▶ What is required
Could each entry be returned exactly as it appears?

===

//! Synchronization and reconciliation engine for a local weather cache.
//!
//! This crate keeps a local SQLite cache of weather data for a set of tracked
//! locations in step with a remote weather provider, while respecting the
//! provider's rate limits.
//!
//! # Features
//!
//! - **Cache-aware sync**: skip provider calls while cached data is fresh
//! - **Per-location serialization**: at most one sync cycle per location
//! - **Graceful degradation**: a failed forecast fetch keeps the last forecast
//! - **Conflict notes**: advisory annotations for sharp data shifts
//! - **Source-attributed history**: provider or local snapshots, never mixed
//! - **Background scheduler**: periodic non-forced syncs
//! - **Rate limiting**: sliding-window budgets for inbound and outbound calls
//! - **Insights**: forecast confidence, impact scores, timeline and alerts
//!
//! # Quick Start
//!
//! ```no_run
//! use std::sync::Arc;
//! use stratus_core::{Engine, OpenWeatherClient, OpenWeatherConfig, RateLimitConfig, SyncSettings};
//! use stratus_store::Store;
//! use tokio::sync::watch;
//!
//! #[tokio::main]
//! async fn main() -> Result<(), Box<dyn std::error::Error>> {
//!     let store = Store::open_default()?;
//!     let api_key = std::env::var("OPENWEATHER_API_KEY")?;
//!     let provider = OpenWeatherClient::new(OpenWeatherConfig::new(api_key))?;
//!     let (_settings_tx, settings_rx) = watch::channel(SyncSettings::default());
//!     let engine = Engine::new(
//!         store,
//!         Arc::new(provider),
//!         settings_rx,
//!         RateLimitConfig::outbound_default(),
//!     );
//!
//!     let berlin = engine.add_location("Berlin", Some("DE")).await?;
//!     let view = engine.sync(berlin.id, false).await?;
//!     if let Some(current) = view.current {
//!         println!("{}: {}°C", view.location.display_name, current.reading.temperature);
//!     }
//!     Ok(())
//! }
//! ```

pub mod catalog;
pub mod conflict;
pub mod engine;
pub mod error;
pub mod insights;
pub mod mock;
pub mod openweather;
pub mod provider;
pub mod rate_limit;
pub mod reconcile;
pub mod scheduler;
pub mod settings;
pub mod status;
pub mod sync;

pub use catalog::{ExportBundle, LocationOverview, LocationPatch, MAX_EXPORT_DAYS};
pub use conflict::ConflictPolicy;
pub use engine::{Engine, WeatherView};
pub use error::{Error, ProviderError, ProviderResult, Result};
pub use insights::{
    ChangeSummary, ConfidenceLabel, EventSeverity, ForecastConfidence, ImpactScores,
    TimelineEvent, WeatherInsights, build_insights,
};
pub use mock::{MockOperation, MockProvider, MockProviderBuilder};
pub use openweather::{OpenWeatherClient, OpenWeatherConfig};
pub use provider::WeatherProvider;
pub use rate_limit::{RateLimitConfig, RateLimiter};
pub use reconcile::{HistoryResult, MAX_HISTORY_DAYS};
pub use scheduler::{DEFAULT_TICK, Scheduler, TickReport};
pub use settings::{DEFAULT_PROVIDER_TIMEOUT, SyncSettings};
pub use status::SystemStatus;

// Re-export from stratus-types
pub use stratus_types::{
    Coordinates, ErrorKind, ForecastItem, GeocodeMatch, HistorySource, Location,
    SourcePreference, Units, WeatherReading,
};
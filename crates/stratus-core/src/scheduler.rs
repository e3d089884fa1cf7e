//! Background sync scheduler.
//!
//! A single loop wakes on a fixed cadence, finds the locations whose last
//! successful sync is at least one interval old, and runs a non-forced
//! [`Engine::sync`] for each of them concurrently. A failing location never
//! stops the loop or delays the others; the orchestrator has already recorded
//! the failure, so the scheduler only logs it.
//!
//! Stopping is cooperative: cancellation is observed between ticks, so a tick
//! that has started runs to completion.

use std::collections::{HashMap, HashSet};
use std::time::Duration;

use futures::future::join_all;
use serde::Serialize;
use time::OffsetDateTime;
use tokio::task::JoinHandle;
use tokio::time::{MissedTickBehavior, interval};
use tokio_util::sync::CancellationToken;
use tracing::{debug, error, info, warn};

use crate::engine::Engine;
use crate::error::Result;

/// Default scheduler cadence.
pub const DEFAULT_TICK: Duration = Duration::from_secs(30);

/// Consecutive failures logged at `warn` before a single `error`.
const WARN_FAILURES: u32 = 3;

/// What one scheduler tick did.
#[derive(Debug, Clone, Copy, Default, PartialEq, Eq, Serialize)]
pub struct TickReport {
    /// Locations found due for a sync.
    pub due: usize,
    /// Syncs that succeeded.
    pub succeeded: usize,
    /// Syncs that failed.
    pub failed: usize,
}

/// Periodic driver for non-forced syncs.
#[derive(Debug)]
pub struct Scheduler {
    engine: Engine,
    tick: Duration,
    consecutive_failures: HashMap<i64, u32>,
}

impl Scheduler {
    /// Create a scheduler that wakes every `tick`.
    pub fn new(engine: Engine, tick: Duration) -> Self {
        Self {
            engine,
            tick,
            consecutive_failures: HashMap::new(),
        }
    }

    /// The cadence.
    pub fn tick(&self) -> Duration {
        self.tick
    }

    /// Run the loop on its own task until `cancel` fires.
    pub fn spawn(self, cancel: CancellationToken) -> JoinHandle<()> {
        tokio::spawn(self.run(cancel))
    }

    /// Run the loop until `cancel` fires.
    pub async fn run(mut self, cancel: CancellationToken) {
        info!("Scheduler started (tick: {}s)", self.tick.as_secs());

        let mut timer = interval(self.tick);
        timer.set_missed_tick_behavior(MissedTickBehavior::Delay);

        loop {
            tokio::select! {
                biased;
                _ = cancel.cancelled() => break,
                _ = timer.tick() => {}
            }

            match self.run_tick().await {
                Ok(report) if report.due > 0 => debug!(
                    "Scheduler tick: {} due, {} synced, {} failed",
                    report.due, report.succeeded, report.failed
                ),
                Ok(_) => {}
                Err(e) => warn!("Scheduler tick could not list locations: {}", e),
            }
        }

        info!("Scheduler stopped");
    }

    /// Sync every location that is due, once.
    pub async fn run_tick(&mut self) -> Result<TickReport> {
        let now = OffsetDateTime::now_utc();
        let (tracked, due): (HashSet<i64>, Vec<i64>) = {
            let store = self.engine.store().await;
            let last_success = store.last_success_by_location()?;
            let locations = store.list_locations()?;
            let due = locations
                .iter()
                .filter(|location| match last_success.get(&location.id) {
                    None => true,
                    Some(last) => {
                        (now - *last).whole_seconds() >= i64::from(location.sync_interval_secs)
                    }
                })
                .map(|location| location.id)
                .collect();
            (locations.iter().map(|location| location.id).collect(), due)
        };

        // Forget failure streaks of deleted locations.
        self.consecutive_failures.retain(|id, _| tracked.contains(id));

        let mut report = TickReport {
            due: due.len(),
            ..TickReport::default()
        };
        if due.is_empty() {
            return Ok(report);
        }

        let results = join_all(due.iter().map(|&id| {
            let engine = self.engine.clone();
            async move { (id, engine.sync(id, false).await) }
        }))
        .await;

        for (location_id, result) in results {
            match result {
                Ok(_) => {
                    report.succeeded += 1;
                    self.consecutive_failures.remove(&location_id);
                }
                Err(e) => {
                    report.failed += 1;
                    let count = self.consecutive_failures.entry(location_id).or_insert(0);
                    *count += 1;
                    if *count <= WARN_FAILURES {
                        warn!(
                            "Scheduled sync for location {} failed: {} (attempt {})",
                            location_id, e, count
                        );
                    } else if *count == WARN_FAILURES + 1 {
                        error!(
                            "Scheduled sync for location {} failed {} times in a row, will keep trying silently",
                            location_id, count
                        );
                    }
                }
            }
        }

        Ok(report)
    }

    /// Consecutive scheduled failures recorded for a location.
    pub fn consecutive_failures(&self, location_id: i64) -> u32 {
        self.consecutive_failures
            .get(&location_id)
            .copied()
            .unwrap_or(0)
    }
}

===

▶ Finished exercise
//! Synchronization and reconciliation engine for a local weather cache.
//!
//! This crate keeps a local SQLite cache of weather data for a set of tracked
//! locations in step with a remote weather provider, while respecting the
//! provider's rate limits.
//!
//! # Features
//!
//! - **Cache-aware sync**: skip provider calls while cached data is fresh
//! - **Per-location serialization**: at most one sync cycle per location
//! - **Graceful degradation**: a failed forecast fetch keeps the last forecast
//! - **Conflict notes**: advisory annotations for sharp data shifts
//! - **Source-attributed history**: provider or local snapshots, never mixed
//! - **Background scheduler**: periodic non-forced syncs
//! - **Rate limiting**: sliding-window budgets for inbound and outbound calls
//! - **Insights**: forecast confidence, impact scores, timeline and alerts
//!
//! # Quick Start
//!
//! ```no_run
//! use std::sync::Arc;
//! use stratus_core::{Engine, OpenWeatherClient, OpenWeatherConfig, RateLimitConfig, SyncSettings};
//! use stratus_store::Store;
//! use tokio::sync::watch;
//!
//! #[tokio::main]
//! async fn main() -> Result<(), Box<dyn std::error::Error>> {
//!     let store = Store::open_default()?;
//!     let api_key = std::env::var("OPENWEATHER_API_KEY")?;
//!     let provider = OpenWeatherClient::new(OpenWeatherConfig::new(api_key))?;
//!     let (_settings_tx, settings_rx) = watch::channel(SyncSettings::default());
//!     let engine = Engine::new(
//!         store,
//!         Arc::new(provider),
//!         settings_rx,
//!         RateLimitConfig::outbound_default(),
//!     );
//!
//!     let berlin = engine.add_location("Berlin", Some("DE")).await?;
//!     let view = engine.sync(berlin.id, false).await?;
//!     if let Some(current) = view.current {
//!         println!("{}: {}°C", view.location.display_name, current.reading.temperature);
//!     }
//!     Ok(())
//! }
//! ```

pub mod catalog;
pub mod conflict;
pub mod engine;
pub mod error;
pub mod insights;
pub mod mock;
pub mod openweather;
pub mod provider;
pub mod rate_limit;
pub mod reconcile;
pub mod scheduler;
pub mod settings;
pub mod status;
pub mod sync;

pub use catalog::{ExportBundle, LocationOverview, LocationPatch, MAX_EXPORT_DAYS};
pub use conflict::ConflictPolicy;
pub use engine::{Engine, WeatherView};
pub use error::{Error, ProviderError, ProviderResult, Result};
pub use insights::{
    ChangeSummary, ConfidenceLabel, EventSeverity, ForecastConfidence, ImpactScores,
    TimelineEvent, WeatherInsights, build_insights,
};
pub use mock::{MockOperation, MockProvider, MockProviderBuilder};
pub use openweather::{OpenWeatherClient, OpenWeatherConfig};
pub use provider::WeatherProvider;
pub use rate_limit::{RateLimitConfig, RateLimiter};
pub use reconcile::{HistoryResult, MAX_HISTORY_DAYS};
pub use scheduler::{DEFAULT_TICK, Scheduler, TickReport};
pub use settings::{DEFAULT_PROVIDER_TIMEOUT, SyncSettings};
pub use status::SystemStatus;

// Re-export from stratus-types
pub use stratus_types::{
    Coordinates, ErrorKind, ForecastItem, GeocodeMatch, HistorySource, Location,
    SourcePreference, Units, WeatherReading,
};
filename crates/stratus-core/src/scheduler.rs
repository e3d089884fa1cf7e
//! Background sync scheduler.
//!
//! A single loop wakes on a fixed cadence, finds the locations whose last
//! successful sync is at least one interval old, and runs a non-forced
//! [`Engine::sync`] for each of them concurrently. A failing location never
//! stops the loop or delays the others; the orchestrator has already recorded
//! the failure, so the scheduler only logs it.
//!
//! Stopping is cooperative: cancellation is observed between ticks, so a tick
//! that has started runs to completion.

use std::collections::{HashMap, HashSet};
use std::time::Duration;

use futures::future::join_all;
use serde::Serialize;
use time::OffsetDateTime;
use tokio::task::JoinHandle;
use tokio::time::{MissedTickBehavior, interval};
use tokio_util::sync::CancellationToken;
use tracing::{debug, error, info, warn};

use crate::engine::Engine;
use crate::error::Result;

/// Default scheduler cadence.
pub const DEFAULT_TICK: Duration = Duration::from_secs(30);

/// Consecutive failures logged at `warn` before a single `error`.
const WARN_FAILURES: u32 = 3;

/// What one scheduler tick did.
#[derive(Debug, Clone, Copy, Default, PartialEq, Eq, Serialize)]
pub struct TickReport {
    /// Locations found due for a sync.
    pub due: usize,
    /// Syncs that succeeded.
    pub succeeded: usize,
    /// Syncs that failed.
    pub failed: usize,
}

/// Periodic driver for non-forced syncs.
#[derive(Debug)]
pub struct Scheduler {
    engine: Engine,
    tick: Duration,
    consecutive_failures: HashMap<i64, u32>,
}

impl Scheduler {
    /// Create a scheduler that wakes every `tick`.
    pub fn new(engine: Engine, tick: Duration) -> Self {
        Self {
            engine,
            tick,
            consecutive_failures: HashMap::new(),
        }
    }

    /// The cadence.
    pub fn tick(&self) -> Duration {
        self.tick
    }

    /// Run the loop on its own task until `cancel` fires.
    pub fn spawn(self, cancel: CancellationToken) -> JoinHandle<()> {
        tokio::spawn(self.run(cancel))
    }

    /// Run the loop until `cancel` fires.
    pub async fn run(mut self, cancel: CancellationToken) {
        info!("Scheduler started (tick: {}s)", self.tick.as_secs());

        let mut timer = interval(self.tick);
        timer.set_missed_tick_behavior(MissedTickBehavior::Delay);

        loop {
            tokio::select! {
                biased;
                _ = cancel.cancelled() => break,
                _ = timer.tick() => {}
            }

            match self.run_tick().await {
                Ok(report) if report.due > 0 => debug!(
                    "Scheduler tick: {} due, {} synced, {} failed",
                    report.due, report.succeeded, report.failed
                ),
                Ok(_) => {}
                Err(e) => warn!("Scheduler tick could not list locations: {}", e),
            }
        }

        info!("Scheduler stopped");
    }

    /// Sync every location that is due, once.
    pub async fn run_tick(&mut self) -> Result<TickReport> {
        let now = OffsetDateTime::now_utc();
        let (tracked, due): (HashSet<i64>, Vec<i64>) = {
            let store = self.engine.store().await;
            let last_success = store.last_success_by_location()?;
            let locations = store.list_locations()?;
            let due = locations
                .iter()
                .filter(|location| match last_success.get(&location.id) {
                    None => true,
                    Some(last) => {
                        (now - *last).whole_seconds() >= i64::from(location.sync_interval_secs)
                    }
                })
                .map(|location| location.id)
                .collect();
            (locations.iter().map(|location| location.id).collect(), due)
        };

        // Forget failure streaks of deleted locations.
        self.consecutive_failures.retain(|id, _| tracked.contains(id));

        let mut report = TickReport {
            due: due.len(),
            ..TickReport::default()
        };
        if due.is_empty() {
            return Ok(report);
        }

        let results = join_all(due.iter().map(|&id| {
            let engine = self.engine.clone();
            async move { (id, engine.sync(id, false).await) }
        }))
        .await;

        for (location_id, result) in results {
            match result {
                Ok(_) => {
                    report.succeeded += 1;
                    self.consecutive_failures.remove(&location_id);
                }
                Err(e) => {
                    report.failed += 1;
                    let count = self.consecutive_failures.entry(location_id).or_insert(0);
                    *count += 1;
                    if *count <= WARN_FAILURES {
                        warn!(
                            "Scheduled sync for location {} failed: {} (attempt {})",
                            location_id, e, count
                        );
                    } else if *count == WARN_FAILURES + 1 {
                        error!(
                            "Scheduled sync for location {} failed {} times in a row, will keep trying silently",
                            location_id, count
                        );
                    }
                }
            }
        }

        Ok(report)
    }

    /// Consecutive scheduled failures recorded for a location.
    pub fn consecutive_failures(&self, location_id: i64) -> u32 {
        self.consecutive_failures
            .get(&location_id)
            .copied()
            .unwrap_or(0)
    }
}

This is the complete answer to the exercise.